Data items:
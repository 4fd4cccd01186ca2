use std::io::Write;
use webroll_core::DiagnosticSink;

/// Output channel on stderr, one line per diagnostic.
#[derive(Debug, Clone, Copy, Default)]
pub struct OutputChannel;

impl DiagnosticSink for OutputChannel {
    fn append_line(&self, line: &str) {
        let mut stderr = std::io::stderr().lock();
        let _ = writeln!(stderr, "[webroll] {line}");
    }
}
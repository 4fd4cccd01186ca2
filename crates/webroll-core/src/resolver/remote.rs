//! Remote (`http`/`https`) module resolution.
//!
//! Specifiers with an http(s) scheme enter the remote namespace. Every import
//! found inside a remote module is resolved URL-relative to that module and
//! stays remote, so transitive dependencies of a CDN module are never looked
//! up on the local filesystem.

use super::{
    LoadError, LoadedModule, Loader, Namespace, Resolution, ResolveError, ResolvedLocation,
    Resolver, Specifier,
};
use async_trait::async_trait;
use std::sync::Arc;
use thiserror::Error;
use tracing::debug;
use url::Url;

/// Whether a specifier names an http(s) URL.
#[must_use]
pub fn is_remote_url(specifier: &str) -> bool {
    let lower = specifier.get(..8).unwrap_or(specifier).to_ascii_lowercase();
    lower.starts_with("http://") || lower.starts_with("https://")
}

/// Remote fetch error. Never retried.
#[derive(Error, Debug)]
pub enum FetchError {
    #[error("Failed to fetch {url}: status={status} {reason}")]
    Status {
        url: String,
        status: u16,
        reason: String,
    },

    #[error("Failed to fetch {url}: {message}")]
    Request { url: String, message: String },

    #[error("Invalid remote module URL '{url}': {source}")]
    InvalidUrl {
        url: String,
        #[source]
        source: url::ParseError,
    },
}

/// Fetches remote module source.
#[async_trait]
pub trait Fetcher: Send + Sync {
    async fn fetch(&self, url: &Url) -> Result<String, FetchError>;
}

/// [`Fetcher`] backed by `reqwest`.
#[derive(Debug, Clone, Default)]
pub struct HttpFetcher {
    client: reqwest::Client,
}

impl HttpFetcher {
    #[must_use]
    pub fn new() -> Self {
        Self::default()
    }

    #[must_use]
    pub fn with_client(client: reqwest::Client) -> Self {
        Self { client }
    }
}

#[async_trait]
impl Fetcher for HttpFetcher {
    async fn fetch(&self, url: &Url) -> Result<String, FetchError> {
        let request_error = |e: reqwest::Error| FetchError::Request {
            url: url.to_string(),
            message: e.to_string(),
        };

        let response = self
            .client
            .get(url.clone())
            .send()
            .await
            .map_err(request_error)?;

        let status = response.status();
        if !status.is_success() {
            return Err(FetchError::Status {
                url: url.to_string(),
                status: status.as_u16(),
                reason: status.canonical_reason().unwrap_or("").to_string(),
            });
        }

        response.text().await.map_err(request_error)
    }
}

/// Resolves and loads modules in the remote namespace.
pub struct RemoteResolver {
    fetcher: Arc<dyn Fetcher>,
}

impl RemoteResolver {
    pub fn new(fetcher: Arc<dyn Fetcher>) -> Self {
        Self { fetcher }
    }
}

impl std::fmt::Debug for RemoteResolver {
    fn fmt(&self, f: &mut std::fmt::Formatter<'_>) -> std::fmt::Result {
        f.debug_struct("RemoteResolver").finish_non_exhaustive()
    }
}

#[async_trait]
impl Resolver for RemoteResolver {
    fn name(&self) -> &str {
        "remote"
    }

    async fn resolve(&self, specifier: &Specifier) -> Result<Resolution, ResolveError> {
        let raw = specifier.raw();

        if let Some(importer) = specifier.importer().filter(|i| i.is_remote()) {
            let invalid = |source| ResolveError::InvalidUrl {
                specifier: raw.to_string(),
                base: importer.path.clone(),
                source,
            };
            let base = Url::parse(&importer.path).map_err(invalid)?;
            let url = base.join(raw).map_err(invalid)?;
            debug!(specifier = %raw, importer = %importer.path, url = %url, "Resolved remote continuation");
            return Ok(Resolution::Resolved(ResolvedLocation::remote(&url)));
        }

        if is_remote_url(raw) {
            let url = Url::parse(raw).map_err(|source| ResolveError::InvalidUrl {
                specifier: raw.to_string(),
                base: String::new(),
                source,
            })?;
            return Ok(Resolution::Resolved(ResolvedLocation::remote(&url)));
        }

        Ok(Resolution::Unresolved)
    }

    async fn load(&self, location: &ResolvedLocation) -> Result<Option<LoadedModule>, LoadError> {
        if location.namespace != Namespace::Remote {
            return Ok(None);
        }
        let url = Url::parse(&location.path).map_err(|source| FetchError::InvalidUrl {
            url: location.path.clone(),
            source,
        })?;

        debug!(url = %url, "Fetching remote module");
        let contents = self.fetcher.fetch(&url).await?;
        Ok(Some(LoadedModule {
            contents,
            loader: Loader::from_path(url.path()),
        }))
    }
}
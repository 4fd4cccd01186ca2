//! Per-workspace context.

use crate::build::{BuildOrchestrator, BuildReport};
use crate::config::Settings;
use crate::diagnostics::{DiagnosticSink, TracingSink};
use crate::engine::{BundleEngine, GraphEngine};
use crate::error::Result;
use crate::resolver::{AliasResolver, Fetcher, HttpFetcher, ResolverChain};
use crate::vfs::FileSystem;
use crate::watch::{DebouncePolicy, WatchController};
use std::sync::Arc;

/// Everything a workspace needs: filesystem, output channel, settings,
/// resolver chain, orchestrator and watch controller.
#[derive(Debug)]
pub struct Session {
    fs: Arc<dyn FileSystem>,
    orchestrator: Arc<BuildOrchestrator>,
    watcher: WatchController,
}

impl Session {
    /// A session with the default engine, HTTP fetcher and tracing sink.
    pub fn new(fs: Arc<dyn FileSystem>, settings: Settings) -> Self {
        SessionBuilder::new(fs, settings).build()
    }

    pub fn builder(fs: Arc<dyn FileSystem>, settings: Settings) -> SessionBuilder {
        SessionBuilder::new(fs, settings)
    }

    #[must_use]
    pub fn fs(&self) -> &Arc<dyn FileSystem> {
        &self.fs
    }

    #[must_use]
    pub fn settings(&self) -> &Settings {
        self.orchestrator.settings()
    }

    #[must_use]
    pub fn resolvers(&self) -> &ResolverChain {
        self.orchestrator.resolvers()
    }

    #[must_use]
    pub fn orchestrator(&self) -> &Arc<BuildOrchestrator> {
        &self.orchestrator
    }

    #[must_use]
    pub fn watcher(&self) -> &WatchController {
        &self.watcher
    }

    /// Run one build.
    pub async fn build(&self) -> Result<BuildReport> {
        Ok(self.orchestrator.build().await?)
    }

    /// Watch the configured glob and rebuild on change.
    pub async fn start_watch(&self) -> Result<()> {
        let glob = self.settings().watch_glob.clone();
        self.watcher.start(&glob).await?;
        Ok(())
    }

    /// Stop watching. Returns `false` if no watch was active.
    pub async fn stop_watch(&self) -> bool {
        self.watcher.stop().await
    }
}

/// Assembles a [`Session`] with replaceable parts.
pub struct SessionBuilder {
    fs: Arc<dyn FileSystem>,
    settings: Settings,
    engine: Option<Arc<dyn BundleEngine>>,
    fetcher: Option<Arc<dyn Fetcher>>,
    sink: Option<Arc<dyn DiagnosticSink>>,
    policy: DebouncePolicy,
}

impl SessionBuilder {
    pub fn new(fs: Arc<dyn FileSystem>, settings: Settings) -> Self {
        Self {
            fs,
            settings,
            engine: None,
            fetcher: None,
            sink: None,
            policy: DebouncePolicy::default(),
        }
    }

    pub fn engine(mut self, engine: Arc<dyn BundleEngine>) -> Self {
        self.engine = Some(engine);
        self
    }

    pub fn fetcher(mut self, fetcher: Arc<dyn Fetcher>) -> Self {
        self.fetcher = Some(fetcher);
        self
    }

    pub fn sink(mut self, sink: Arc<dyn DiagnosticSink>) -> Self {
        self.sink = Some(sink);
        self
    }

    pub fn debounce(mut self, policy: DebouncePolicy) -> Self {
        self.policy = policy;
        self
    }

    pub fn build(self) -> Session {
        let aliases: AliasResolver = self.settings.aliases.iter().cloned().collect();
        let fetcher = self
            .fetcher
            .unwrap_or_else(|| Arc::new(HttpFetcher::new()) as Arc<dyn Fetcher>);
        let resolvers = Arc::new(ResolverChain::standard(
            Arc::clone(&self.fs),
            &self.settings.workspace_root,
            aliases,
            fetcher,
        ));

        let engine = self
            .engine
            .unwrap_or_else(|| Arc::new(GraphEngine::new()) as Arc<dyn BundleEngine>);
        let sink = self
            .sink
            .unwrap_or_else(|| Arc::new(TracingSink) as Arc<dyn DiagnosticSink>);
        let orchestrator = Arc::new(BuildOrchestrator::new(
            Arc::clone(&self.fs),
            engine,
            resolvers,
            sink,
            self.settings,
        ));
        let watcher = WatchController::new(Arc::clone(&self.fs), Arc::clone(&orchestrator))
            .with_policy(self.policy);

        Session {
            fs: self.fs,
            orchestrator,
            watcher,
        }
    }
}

### Exercise
Go through the records above, find every line with the word "None", and list those lines.

### Exercise result
            return Ok(None);
            engine: None,
            fetcher: None,
            sink: None,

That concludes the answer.